Anti-virus software are software for your computer used to prevent, detect, and remove malware, including computer viruses, worms, and Trojan horses. Some examples of anti-virus software are Sophos, Eset Nod32, Quick Heal and McAfee

Antivirus is a computer program which is designed to detect, ward off, and remove malicious codes such as virus, worm, Trojan, Malware, etc. Today, computer users are well aware of the benefit of installing antivirus software on their computers. Everyone installs an anti-virus program to keep the online risks at bay.

The antivirus software thoroughly checks every downloaded file. Be it a Word document, a ZIP file, a spreadsheet or EXE file, the chances for a virus or macro to launch on a computer when the file is double-clicked is high. It is the duty of the antivirus software to make sure that all the downloaded files are safe. If any suspicious files or activities are found, it flags it and lets the user know immediately.

IDENTIFICATION METHODS

One of the few solid theoretical results in the study of computer viruses is Frederick B. Cohen’s 1987 demonstration that there is no algorithm that can perfectly detect all possible viruses. However, using different layers of defense, a good detection rate may be achieved.

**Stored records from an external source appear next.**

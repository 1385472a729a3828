//! Image ingestion: category folders in, optimized images and a manifest out.
//!
//! ## Input
//!
//! ```text
//! images-to-optimize/
//! ├── wedding/
//! │   ├── a.jpg
//! │   ├── b.png
//! │   ├── c.bmp
//! │   └── notes.txt          # not an image: ignored
//! └── newborn/               # missing or empty folders are fine
//! ```
//!
//! ## Output
//!
//! ```text
//! public/gallery/
//! ├── manifest.json
//! └── wedding/
//!     ├── wedding-1.webp     # from a.jpg
//!     ├── wedding-1.jpg
//!     ├── wedding-2.webp     # from b.png
//!     ├── wedding-2.jpg
//!     ├── wedding-3.webp     # from c.bmp
//!     └── wedding-3.jpg
//! ```
//!
//! Every run first scaffolds the input tree ([`scaffold_input_dirs`]) so a
//! fresh checkout shows where photos go.
//!
//! ## Ordering
//!
//! Files are listed sorted by file name (byte order, so `01.jpg` comes
//! before `12.jpg` but `2.jpg` comes after `12.jpg`), filtered by extension,
//! and numbered from 1. The ordinal is fixed *before* any work starts, so
//! the name a file gets never depends on which worker finishes first or on
//! whether an earlier file failed. Manifest order is the same listing order.
//!
//! ## Failures
//!
//! With [`ErrorMode::SkipAndLog`] (the default) a file that cannot be
//! identified or encoded is reported as [`IngestEvent::ImageSkipped`], logged,
//! and left out of the manifest; its ordinal is not reused. With
//! [`ErrorMode::Abort`] the first failure, in listing order, ends the run.
//!
//! ## Parallel Processing
//!
//! Files within a category are encoded in parallel using
//! [rayon](https://docs.rs/rayon). Results are collected in listing order
//! before anything is reported or recorded.

use crate::category::Category;
use crate::config::{ErrorMode, PipelineConfig};
use crate::imaging::{
    BackendError, EncodeConfig, GeneratedOutputs, ImageBackend, Quality, RustBackend,
    create_outputs, get_dimensions,
};
use crate::manifest::{self, ImageRecord, Manifest, ManifestError};
use rayon::prelude::*;
use std::path::{Path, PathBuf};
use std::sync::mpsc::Sender;
use thiserror::Error;

/// Extensions accepted as source images (case-insensitive).
pub const INPUT_EXTENSIONS: &[&str] = &["jpg", "jpeg", "png", "webp", "tiff", "bmp"];

#[derive(Error, Debug)]
pub enum IngestError {
    #[error("IO error: {0}")]
    Io(#[from] std::io::Error),
    #[error("Manifest error: {0}")]
    Manifest(#[from] ManifestError),
    #[error("Failed to process {path}: {source}")]
    Image {
        path: PathBuf,
        #[source]
        source: BackendError,
    },
}

/// A source file selected for processing, with its fixed output name.
#[derive(Debug, Clone, PartialEq, Eq)]
pub struct PlannedImage {
    /// 1-based position in the filtered listing.
    pub ordinal: usize,
    pub source: PathBuf,
    /// Output filename without extension: `{category}-{ordinal}`.
    pub stem: String,
}

/// Progress reported while ingesting, in listing order per category.
#[derive(Debug, Clone, PartialEq, Eq)]
pub enum IngestEvent {
    CategoryStarted {
        category: Category,
        image_count: usize,
    },
    ImageProcessed {
        category: Category,
        ordinal: usize,
        source: String,
        original: (u32, u32),
        outputs: GeneratedOutputs,
    },
    ImageSkipped {
        category: Category,
        ordinal: usize,
        source: String,
        reason: String,
    },
}

/// Per-category tally.
#[derive(Debug, Clone, PartialEq, Eq)]
pub struct CategoryReport {
    pub category: Category,
    /// Image files found after extension filtering.
    pub found: usize,
    pub processed: usize,
    pub skipped: usize,
}

/// Outcome of a full ingestion run.
#[derive(Debug)]
pub struct IngestResult {
    pub manifest: Manifest,
    pub reports: Vec<CategoryReport>,
    /// Where the manifest was written; `None` when no image was ingested.
    pub manifest_path: Option<PathBuf>,
}

impl IngestResult {
    pub fn total_processed(&self) -> usize {
        self.reports.iter().map(|r| r.processed).sum()
    }

    pub fn total_skipped(&self) -> usize {
        self.reports.iter().map(|r| r.skipped).sum()
    }
}

/// Whether a path has one of the accepted image extensions.
pub fn is_input_image(path: &Path) -> bool {
    path.extension()
        .and_then(|e| e.to_str())
        .map(|e| INPUT_EXTENSIONS.iter().any(|ext| e.eq_ignore_ascii_case(ext)))
        .unwrap_or(false)
}

/// List regular files in `dir`, sorted by file name.
///
/// Raw `read_dir` order is filesystem-dependent (hash order on ext4), so
/// names are compared byte-wise. A missing or unreadable directory lists as
/// empty.
pub fn list_category(dir: &Path) -> Vec<PathBuf> {
    let entries = match std::fs::read_dir(dir) {
        Ok(entries) => entries,
        Err(e) => {
            tracing::debug!(
                dir = %dir.display(),
                error = %e,
                "category folder not readable, treating as empty"
            );
            return Vec::new();
        }
    };
    let mut files: Vec<PathBuf> = entries
        .filter_map(|e| e.ok())
        .map(|e| e.path())
        .filter(|p| p.is_file())
        .collect();
    files.sort_by(|a, b| a.file_name().cmp(&b.file_name()));
    files
}

/// Filter a listing to image files and assign ordinals.
///
/// Pure: the listing order in is the ordinal order out.
pub fn plan_category(category: Category, listing: &[PathBuf]) -> Vec<PlannedImage> {
    listing
        .iter()
        .filter(|p| is_input_image(p))
        .enumerate()
        .map(|(i, source)| PlannedImage {
            ordinal: i + 1,
            source: source.clone(),
            stem: format!("{}-{}", category, i + 1),
        })
        .collect()
}

/// Create the input root and one folder per configured category.
///
/// Idempotent: existing folders and their contents are left alone.
pub fn scaffold_input_dirs(config: &PipelineConfig) -> std::io::Result<Vec<PathBuf>> {
    let mut created = Vec::with_capacity(config.categories.len());
    for category in &config.categories {
        let dir = config.input_dir.join(category.as_str());
        std::fs::create_dir_all(&dir)?;
        created.push(dir);
    }
    Ok(created)
}

/// Run the pipeline with the production backend.
pub fn ingest(
    config: &PipelineConfig,
    events: Option<Sender<IngestEvent>>,
) -> Result<IngestResult, IngestError> {
    let backend = RustBackend::new();
    ingest_with_backend(&backend, config, events)
}

/// Run the pipeline with a specific backend (allows testing with mock).
pub fn ingest_with_backend(
    backend: &impl ImageBackend,
    config: &PipelineConfig,
    events: Option<Sender<IngestEvent>>,
) -> Result<IngestResult, IngestError> {
    let emit = |event: IngestEvent| {
        if let Some(ref tx) = events {
            // A closed receiver only means nobody is printing
            tx.send(event).ok();
        }
    };

    scaffold_input_dirs(config)?;
    std::fs::create_dir_all(&config.output_dir)?;

    let encode_config = EncodeConfig {
        max_width: config.max_width,
        quality: Quality::new(config.quality),
    };

    let mut manifest = Manifest::new();
    let mut reports = Vec::with_capacity(config.categories.len());

    for &category in &config.categories {
        let listing = list_category(&config.input_dir.join(category.as_str()));
        let planned = plan_category(category, &listing);
        tracing::info!(%category, found = planned.len(), "ingesting category");
        emit(IngestEvent::CategoryStarted {
            category,
            image_count: planned.len(),
        });

        let mut report = CategoryReport {
            category,
            found: planned.len(),
            processed: 0,
            skipped: 0,
        };
        if planned.is_empty() {
            reports.push(report);
            continue;
        }

        let category_dir = config.output_dir.join(category.as_str());
        std::fs::create_dir_all(&category_dir)?;

        // Indexed parallel collect keeps listing order
        let outcomes: Vec<Result<((u32, u32), GeneratedOutputs), BackendError>> = planned
            .par_iter()
            .map(|image| process_image(backend, image, &category_dir, &encode_config))
            .collect();

        let mut records = Vec::new();
        for (image, outcome) in planned.iter().zip(outcomes) {
            let source = image.source.display().to_string();
            match outcome {
                Ok((original, outputs)) => {
                    records.push(ImageRecord {
                        src: config.public_url(category, &outputs.jpeg),
                        webp: Some(config.public_url(category, &outputs.webp)),
                        alt: manifest::alt_text(&config.alt_text, category, records.len()),
                    });
                    report.processed += 1;
                    emit(IngestEvent::ImageProcessed {
                        category,
                        ordinal: image.ordinal,
                        source,
                        original,
                        outputs,
                    });
                }
                Err(err) => {
                    if config.on_error == ErrorMode::Abort {
                        return Err(IngestError::Image {
                            path: image.source.clone(),
                            source: err,
                        });
                    }
                    tracing::warn!(%category, source = %source, error = %err, "skipping image");
                    report.skipped += 1;
                    emit(IngestEvent::ImageSkipped {
                        category,
                        ordinal: image.ordinal,
                        source,
                        reason: err.to_string(),
                    });
                }
            }
        }

        manifest.insert(category, records);
        reports.push(report);
    }

    let manifest_path = if manifest.is_empty() {
        tracing::info!("no images ingested, manifest not written");
        None
    } else {
        let path = config.manifest_path();
        manifest.write(&path)?;
        Some(path)
    };

    Ok(IngestResult {
        manifest,
        reports,
        manifest_path,
    })
}

fn process_image(
    backend: &impl ImageBackend,
    image: &PlannedImage,
    output_dir: &Path,
    config: &EncodeConfig,
) -> Result<((u32, u32), GeneratedOutputs), BackendError> {
    let dimensions = get_dimensions(backend, &image.source)?;
    tracing::debug!(
        source = %image.source.display(),
        width = dimensions.0,
        height = dimensions.1,
        "processing image"
    );
    let outputs = create_outputs(
        backend,
        &image.source,
        output_dir,
        &image.stem,
        dimensions,
        config,
    )?;
    Ok((dimensions, outputs))
}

There are several methods which antivirus engine can use to identify malware:

Sandbox detection: a particular behavioural-based detection technique that, instead of detecting the behavioural fingerprint at run time, it executes the programs in a virtual environment, logging what actions the program performs. Depending on the actions logged, the antivirus engine can determine if the program is malicious or not.[75] If not, then, the program is executed in the real environment. Albeit this technique has shown to be quite effective, given its heaviness and slowness, it is rarely used in end-user antivirus solutions.

Data mining techniques: one of the latest approaches applied in malware detection. Data mining and machine learning algorithms are used to try to classify the behaviour of a file (as either malicious or benign) given a series of file features that are extracted from the file itself.